Is experiencing ticklish sensations the same as being tickled?

Angus James McLachlan, George Van Doorn


Aristotle was one of the first to note our inability to tickle ourselves, a phenomenon that has been discussed frequently over the years. More recently, cognitive and neuropsychologists have offered physiological accounts of this inability relying, in some cases, on rather ingenious experimental techniques. Van Doorn, Hohwy, and Symmons (2014) deployed the body transfer illusion and the related rubber-hand illusion to disentangle two competing hypotheses that attempted to explain why we can’t tickle ourselves. The first hypothesis contended that when people tickle themselves, a precise copy of the motor command to the muscles leads to attenuation of the sensory input from a ‘tickle’, and hence an inability to tickle ourselves. However, Van Doorn et al. found that attenuation was the product of a more general notion of agency. In lay terms, as long as participants ‘knew’ they controlled their own actions, the sensations were significantly less ticklish than when the tickle was known to have been produced by someone else. Although this form of cognitive explanation is almost certainly adequate to account for percepts elicited by light touches to the skin, as occurred in this experiment, it may not be sufficient to account for the full experience of being tickled, as it is understood in everyday terms. For example, some would argue that the pleasure of being tickled, and the enjoyment associated with tickling someone else, cannot be understood without reference to the relationship that exists between tickler and tickled.
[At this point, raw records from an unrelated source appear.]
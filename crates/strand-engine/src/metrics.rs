//! Per-forward counters.

/// What one [`Scheduler::forward`](crate::Scheduler::forward) call did.
#[derive(Clone, Debug, Default, PartialEq, Eq)]
pub struct ForwardReport {
    /// Ticks actually executed (fewer than requested when forwarding
    /// ended early on exhaustion).
    pub ticks: u64,
    /// Instance advances that produced a state.
    pub advances: u64,
    /// Firings of instances that were already, or just became, exhausted.
    pub exhausted_skips: u64,
    /// Wall-clock time of the call, in microseconds.
    pub elapsed_us: u64,
}

#[cfg(test)]
mod tests {
    use super::*;

    #[test]
    fn default_report_is_zero() {
        let r = ForwardReport::default();
        assert_eq!(r.ticks, 0);
        assert_eq!(r.advances, 0);
        assert_eq!(r.exhausted_skips, 0);
        assert_eq!(r.elapsed_us, 0);
    }
}
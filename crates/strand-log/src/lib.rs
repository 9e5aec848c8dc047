//! Deduplicating event log for strand process instances.
//!
//! The log records the `(instance, step, state)` events pushed by the
//! instances subscribed to it. Histories that coincide (a branch and its
//! parent before the branch point, or two instances of the same seeded
//! model that happen to agree) are stored once: the first instance keeps
//! a *raw segment*, the others hold *reference segments* into it.
//!
//! ```
//! use strand_core::{Event, GroupKey, IdAllocator, InstanceId, TapeKey};
//! use strand_log::EventLog;
//!
//! let mut log = EventLog::new(IdAllocator::new().next_log(), Default::default());
//! let group = GroupKey::Seeded(1);
//! for (step, state) in [0, 1, 1].into_iter().enumerate() {
//!     log.put(Event { group, instance: InstanceId(0), step, state });
//! }
//! assert!(log.redirect(TapeKey::new(group, InstanceId(0)), TapeKey::new(group, InstanceId(1))));
//! log.put(Event { group, instance: InstanceId(1), step: 3, state: 0 });
//!
//! let replay: Vec<usize> = log.playback(InstanceId(1)).unwrap().collect();
//! assert_eq!(replay, [0, 1, 1, 0]);
//! assert_eq!(log.stats().raw_states, 4);
//! ```

#![deny(missing_docs)]
#![deny(rustdoc::broken_intra_doc_links)]
#![forbid(unsafe_code)]

pub mod config;
pub mod log;
pub mod playback;
pub mod shared;
mod tape;

pub use config::LogConfig;
pub use log::{EventLog, LogStats, Pattern};
pub use playback::Playback;
pub use shared::SharedLog;
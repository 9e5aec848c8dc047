//! [`SharedLog`]: the handle instances subscribe to.

use std::cell::{Ref, RefCell};
use std::ops::Range;
use std::rc::Rc;

use indexmap::IndexMap;
use strand_core::{Emitter, IdAllocator, InstanceId, LogId, SharedSink};

use crate::config::LogConfig;
use crate::log::{EventLog, LogStats, Pattern};

/// Shared, single-threaded handle to an [`EventLog`].
///
/// Instances only keep weak references to the log, so dropping every
/// `SharedLog` clone unsubscribes all of them. Query helpers borrow the
/// log for the duration of the call; use [`borrow`](Self::borrow) for
/// borrowing iterators such as [`EventLog::playback`].
#[derive(Clone, Debug)]
pub struct SharedLog(Rc<RefCell<EventLog>>);

impl SharedLog {
    /// A new log with the default configuration.
    pub fn new(ids: &IdAllocator) -> Self {
        Self::with_config(ids, LogConfig::default())
    }

    /// A new log with `config`.
    pub fn with_config(ids: &IdAllocator, config: LogConfig) -> Self {
        Self(Rc::new(RefCell::new(EventLog::new(ids.next_log(), config))))
    }

    /// This log's id.
    pub fn id(&self) -> LogId {
        self.0.borrow().id()
    }

    /// Subscribe `emitter`: its tape is registered here and it starts
    /// pushing its events to this log.
    ///
    /// Returns `false` (and does nothing) once the log is closed.
    pub fn open<E: Emitter>(&self, emitter: &mut E) -> bool {
        let id = {
            let mut log = self.0.borrow_mut();
            if !log.is_open() {
                return false;
            }
            log.attach(emitter.key());
            log.id()
        };
        let sink: SharedSink = self.0.clone();
        emitter.bind(id, Rc::downgrade(&sink));
        true
    }

    /// Permanently stop accepting events. Subscribed instances unbind
    /// themselves on their next emit.
    pub fn close(&self) {
        self.0.borrow_mut().close();
    }

    /// Whether new events are accepted.
    pub fn is_open(&self) -> bool {
        self.0.borrow().is_open()
    }

    /// Borrow the log for queries.
    ///
    /// # Panics
    ///
    /// If the log is currently borrowed mutably, which only happens
    /// while an instance is emitting into it.
    pub fn borrow(&self) -> Ref<'_, EventLog> {
        self.0.borrow()
    }

    /// See [`EventLog::length`].
    pub fn length(&self, instance: InstanceId) -> Option<usize> {
        self.0.borrow().length(instance)
    }

    /// See [`EventLog::first_step`].
    pub fn first_step(&self, instance: InstanceId) -> Option<usize> {
        self.0.borrow().first_step(instance)
    }

    /// See [`EventLog::retrieve`].
    pub fn retrieve(&self, instance: InstanceId, step: usize) -> Option<usize> {
        self.0.borrow().retrieve(instance, step)
    }

    /// [`EventLog::playback`], collected.
    pub fn playback_vec(&self, instance: InstanceId) -> Option<Vec<usize>> {
        self.0.borrow().playback(instance).map(Iterator::collect)
    }

    /// See [`EventLog::count`].
    pub fn count(
        &self,
        instance: InstanceId,
        windows: &[usize],
        steps: Option<Range<usize>>,
    ) -> Option<IndexMap<Pattern, usize>> {
        self.0.borrow().count(instance, windows, steps)
    }

    /// See [`EventLog::stats`].
    pub fn stats(&self) -> LogStats {
        self.0.borrow().stats()
    }
}
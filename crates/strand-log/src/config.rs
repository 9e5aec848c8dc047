//! Event log configuration.

/// Configuration for an [`EventLog`](crate::EventLog).
#[derive(Clone, Debug, PartialEq, Eq)]
pub struct LogConfig {
    /// Search other instances' raw segments for matching states before
    /// storing a new one. Only applies to seeded groups; the unseeded
    /// group is never deduplicated. Redirects share prefixes regardless.
    /// Default: `true`.
    pub deduplicate: bool,
}

impl Default for LogConfig {
    fn default() -> Self {
        Self { deduplicate: true }
    }
}
//! The event emitted by a process for every state it produces.

use std::fmt;

use crate::id::{GroupKey, InstanceId};

/// Address of one instance's recording inside an event log.
#[derive(Clone, Copy, Debug, PartialEq, Eq, Hash)]
pub struct TapeKey {
    /// Deduplication group of the instance.
    pub group: GroupKey,
    /// The instance itself.
    pub instance: InstanceId,
}

impl TapeKey {
    /// Build a key from its parts.
    pub fn new(group: GroupKey, instance: InstanceId) -> Self {
        Self { group, instance }
    }
}

impl fmt::Display for TapeKey {
    fn fmt(&self, f: &mut fmt::Formatter<'_>) -> fmt::Result {
        write!(f, "{}/{}", self.group, self.instance)
    }
}

/// One `(instance, step, state)` triple, tagged with its group.
///
/// `step` is the zero-based index of the state in the instance's own
/// sequence, taken before the instance increments its step counter.
#[derive(Clone, Copy, Debug, PartialEq, Eq)]
pub struct Event {
    /// Deduplication group (the model seed, if any).
    pub group: GroupKey,
    /// Emitting instance.
    pub instance: InstanceId,
    /// Step at which the state was produced.
    pub step: usize,
    /// The produced state.
    pub state: usize,
}

impl Event {
    /// The tape this event belongs to.
    pub fn key(&self) -> TapeKey {
        TapeKey::new(self.group, self.instance)
    }
}
//! Strand: branchable discrete-time Markov processes with a
//! deduplicating event log.
//!
//! This is the top-level facade crate that re-exports the public API from
//! all strand sub-crates. For most users, adding `strand` as a single
//! dependency is sufficient.
//!
//! # Quick start
//!
//! ```rust
//! use std::sync::Arc;
//! use strand::prelude::*;
//!
//! let ids = IdAllocator::new();
//! let log = SharedLog::new(&ids);
//! let model = Arc::new(
//!     TransitionModel::new(&[[0.0, 1.0], [1.0, 0.0]], InitialState::Fixed(0), Some(7)).unwrap(),
//! );
//!
//! let mut parent = ProcessInstance::endless(model, &ids).unwrap();
//! log.open(&mut parent);
//! parent.skip(4).unwrap();
//!
//! // The branch shares the recorded prefix and stays subscribed.
//! let mut child = parent.branch(&BranchOverrides::state(1)).unwrap();
//! child.skip(2).unwrap();
//! assert_eq!(log.playback_vec(child.id()), Some(vec![0, 1, 0, 1, 1, 0]));
//! assert_eq!(log.stats().raw_states, 6);
//! ```
//!
//! # Modules
//!
//! Each module corresponds to a sub-crate. Use them for types not in the prelude:
//!
//! | Module | Sub-crate | Contents |
//! |--------|-----------|----------|
//! | [`types`] | `strand-core` | IDs, events, error taxonomy, sink traits |
//! | [`model`] | `strand-model` | Transition models, loading, random generation, fitting |
//! | [`process`] | `strand-process` | Process instances, builders, random streams |
//! | [`log`] | `strand-log` | Deduplicating event log, playback, pattern counts |
//! | [`engine`] | `strand-engine` | Lock-step scheduler for instance networks |

#![deny(missing_docs)]
#![deny(rustdoc::broken_intra_doc_links)]
#![forbid(unsafe_code)]

/// Core types, traits, and IDs (`strand-core`).
///
/// Contains [`types::Event`], the error taxonomy, and the
/// [`types::EventSink`] / [`types::Emitter`] subscription traits.
pub use strand_core as types;

/// Transition models (`strand-model`).
///
/// [`model::TransitionModel`] plus the text loader, random generation
/// and [`model::FitWeights`]-based refitting.
pub use strand_model as model;

/// Process instances (`strand-process`).
///
/// [`process::ProcessInstance`] in its endless, finite and dependent
/// kinds, with forcing and branching.
pub use strand_process as process;

/// Event recording (`strand-log`).
///
/// [`log::EventLog`] and its shared handle [`log::SharedLog`].
pub use strand_log as log;

/// Scheduling (`strand-engine`).
///
/// [`engine::Scheduler`] advances a network of instances tick by tick.
pub use strand_engine as engine;

/// Common imports for typical strand usage.
///
/// ```rust
/// use strand::prelude::*;
/// ```
pub mod prelude {
    // Core types and traits
    pub use strand_core::{Event, GroupKey, IdAllocator, InstanceId, LogId};
    pub use strand_core::{Emitter, EventSink};

    // Errors
    pub use strand_core::{InvariantViolation, StepError, ValidationError};

    // Models
    pub use strand_model::{FitWeights, InitialState, LoadError, ModelPatch, TransitionModel};

    // Processes
    pub use strand_process::{BranchOverrides, Observation, Phase, ProcessBuilder, ProcessInstance};

    // Log
    pub use strand_log::{EventLog, LogConfig, SharedLog};

    // Engine
    pub use strand_engine::{ForwardReport, Node, Scheduler, SchedulerConfig};
}
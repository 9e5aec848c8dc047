//! Per-instance source of uniform draws.

use rand::{Rng, SeedableRng};
use rand_chacha::ChaCha8Rng;

/// Private random stream of one process instance.
///
/// Wraps a ChaCha8 generator. [`fork`](Self::fork) copies the complete
/// generator state, so the fork produces the same future draws as the
/// original from the fork point on.
#[derive(Clone, Debug)]
pub struct RandomStream {
    rng: ChaCha8Rng,
    draws: u64,
}

impl RandomStream {
    /// A reproducible stream.
    pub fn seeded(seed: u64) -> Self {
        Self {
            rng: ChaCha8Rng::seed_from_u64(seed),
            draws: 0,
        }
    }

    /// A stream seeded from the thread-local entropy source.
    pub fn from_entropy() -> Self {
        Self {
            rng: ChaCha8Rng::from_rng(&mut rand::rng()),
            draws: 0,
        }
    }

    /// Seeded when `seed` is present, from entropy otherwise.
    pub fn from_seed(seed: Option<u64>) -> Self {
        seed.map_or_else(Self::from_entropy, Self::seeded)
    }

    /// Next uniform draw in `[0, 1)`.
    pub fn next_draw(&mut self) -> f64 {
        self.draws += 1;
        self.rng.random::<f64>()
    }

    /// Independent copy continuing from the current position.
    pub fn fork(&self) -> Self {
        self.clone()
    }

    /// Number of draws taken so far (including those inherited by a fork).
    pub fn draws(&self) -> u64 {
        self.draws
    }
}
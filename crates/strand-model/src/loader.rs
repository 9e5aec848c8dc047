//! Plain-text matrix format.
//!
//! The first non-empty line holds the dimension `N`. It is followed by
//! `N` lines of `N` comma-separated weights. Blank lines are skipped and
//! a trailing comma at the end of a row is tolerated:
//!
//! ```text
//! 2
//! 0.9, 0.1,
//! 0.5, 0.5
//! ```

use std::fs;
use std::path::Path;

use strand_core::ValidationError;
use thiserror::Error;
use tracing::warn;

use crate::model::{InitialState, TransitionModel};

/// Why a matrix file could not be turned into a model.
#[derive(Debug, Error)]
pub enum LoadError {
    /// The file could not be read.
    #[error("cannot read matrix file: {0}")]
    Io(#[from] std::io::Error),
    /// A line is not in the expected format.
    #[error("line {line}: {reason}")]
    Parse {
        /// One-based line number.
        line: usize,
        /// What was wrong with it.
        reason: String,
    },
    /// The number of rows or columns disagrees with the header.
    #[error("declared dimension {declared} but found {found}")]
    DimensionMismatch {
        /// Dimension from the header line.
        declared: usize,
        /// Row count or row length actually found.
        found: usize,
    },
    /// The parsed matrix failed model validation.
    #[error(transparent)]
    Validation(#[from] ValidationError),
}

/// Parse the text format into raw (unnormalized) rows.
pub fn parse_matrix(text: &str) -> Result<Vec<Vec<f64>>, LoadError> {
    let mut lines = text
        .lines()
        .enumerate()
        .map(|(i, l)| (i + 1, l.trim()))
        .filter(|(_, l)| !l.is_empty());

    let (header_line, header) = lines.next().ok_or_else(|| LoadError::Parse {
        line: 1,
        reason: "missing dimension header".into(),
    })?;
    let dimension: usize = header.parse().map_err(|_| LoadError::Parse {
        line: header_line,
        reason: format!("invalid dimension {header:?}"),
    })?;

    let mut rows = Vec::new();
    for (line, text) in lines {
        let row = parse_row(line, text)?;
        if row.len() != dimension {
            return Err(LoadError::DimensionMismatch {
                declared: dimension,
                found: row.len(),
            });
        }
        rows.push(row);
    }
    if rows.len() != dimension {
        return Err(LoadError::DimensionMismatch {
            declared: dimension,
            found: rows.len(),
        });
    }
    Ok(rows)
}

fn parse_row(line: usize, text: &str) -> Result<Vec<f64>, LoadError> {
    let text = text.strip_suffix(',').unwrap_or(text);
    text.split(',')
        .map(|field| {
            let field = field.trim();
            field.parse::<f64>().map_err(|_| LoadError::Parse {
                line,
                reason: format!("invalid weight {field:?}"),
            })
        })
        .collect()
}

/// Parse and validate a square model from text.
pub fn load_str(
    text: &str,
    initial: InitialState,
    seed: Option<u64>,
) -> Result<TransitionModel, LoadError> {
    let rows = parse_matrix(text)?;
    Ok(TransitionModel::new(&rows, initial, seed)?)
}

/// Read, parse and validate a square model from a file.
pub fn load_path(
    path: impl AsRef<Path>,
    initial: InitialState,
    seed: Option<u64>,
) -> Result<TransitionModel, LoadError> {
    let text = fs::read_to_string(path)?;
    load_str(&text, initial, seed)
}

/// [`load_path`], reporting failure as a warning instead of an error.
pub fn try_load_path(
    path: impl AsRef<Path>,
    initial: InitialState,
    seed: Option<u64>,
) -> Option<TransitionModel> {
    let path = path.as_ref();
    match load_path(path, initial, seed) {
        Ok(m) => Some(m),
        Err(e) => {
            warn!(path = %path.display(), error = %e, "matrix file rejected");
            None
        }
    }
}
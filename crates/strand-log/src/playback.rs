//! Lazy replay of one instance's tape.

use std::iter::FusedIterator;
use std::slice;

use crate::tape::{Group, Segment};

/// Iterator over the states recorded for one instance, in step order.
///
/// Borrows the log; call [`EventLog::playback`](crate::EventLog::playback)
/// again to replay from the start.
#[derive(Debug)]
pub struct Playback<'a> {
    group: &'a Group,
    segments: slice::Iter<'a, Segment>,
    current: slice::Iter<'a, usize>,
    remaining: usize,
}

impl<'a> Playback<'a> {
    pub(crate) fn new(group: &'a Group, segments: &'a [Segment]) -> Self {
        let remaining = segments.iter().map(|s| group.len(s)).sum();
        Self {
            group,
            segments: segments.iter(),
            current: [].iter(),
            remaining,
        }
    }
}

impl Iterator for Playback<'_> {
    type Item = usize;

    fn next(&mut self) -> Option<usize> {
        loop {
            if let Some(&state) = self.current.next() {
                self.remaining = self.remaining.saturating_sub(1);
                return Some(state);
            }
            let seg = self.segments.next()?;
            self.current = self.group.slice(seg).iter();
        }
    }

    fn size_hint(&self) -> (usize, Option<usize>) {
        (self.remaining, Some(self.remaining))
    }
}

impl ExactSizeIterator for Playback<'_> {}

impl FusedIterator for Playback<'_> {}
//! Process instances for the strand simulator.
//!
//! A [`ProcessInstance`] turns a shared [`TransitionModel`] into a
//! resumable sequence of states. Three kinds exist:
//!
//! - **Endless**: samples forever.
//! - **Finite**: stops once a user predicate over `(step, state)` holds.
//! - **Dependent**: samples its next state from the current state of an
//!   upstream instance, observed through a read-only [`StateTap`], and
//!   stops when the upstream stops.
//!
//! Instances can be forced into a state for the next step and can
//! [`branch`](ProcessInstance::branch) into an independent continuation
//! whose random stream is an exact fork of the parent's.
//!
//! [`TransitionModel`]: strand_model::TransitionModel

#![deny(missing_docs)]
#![deny(rustdoc::broken_intra_doc_links)]
#![forbid(unsafe_code)]

pub mod builder;
pub mod config;
pub mod instance;
pub mod iter;
pub mod stream;
pub mod tap;

pub use builder::ProcessBuilder;
pub use config::{ForcePolicy, ProcessConfig};
pub use instance::{BranchOverrides, Observation, Phase, ProcessInstance, StopPredicate};
pub use iter::States;
pub use stream::RandomStream;
pub use tap::StateTap;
As Darwin noted, babies tickled by a stranger may derive little pleasure from the same sensations that would cause considerable mirth if produced by a trusted other. At the other end of the tickling spectrum, it is quite possible to induce considerable laughter in children who anticipate, but are not actually, tickled. It seems as though cognitive accounts of tickling should be expanded to recognise that the experience of being tickled does not rely solely on knowing who is generating the sensation, but seems to require an understanding of the tickler’s intent. In a complementary fashion, one might wish to draw a clearer distinction between ticklish sensations and the perception of being tickled. Here, we intend to explore these issues.


Van Doorn, G, Hohwy, J., & Symmons, M. (2014). Can you tickle yourself if you swap bodies with someone else? Consciousness and Cognition, 23, 1-11.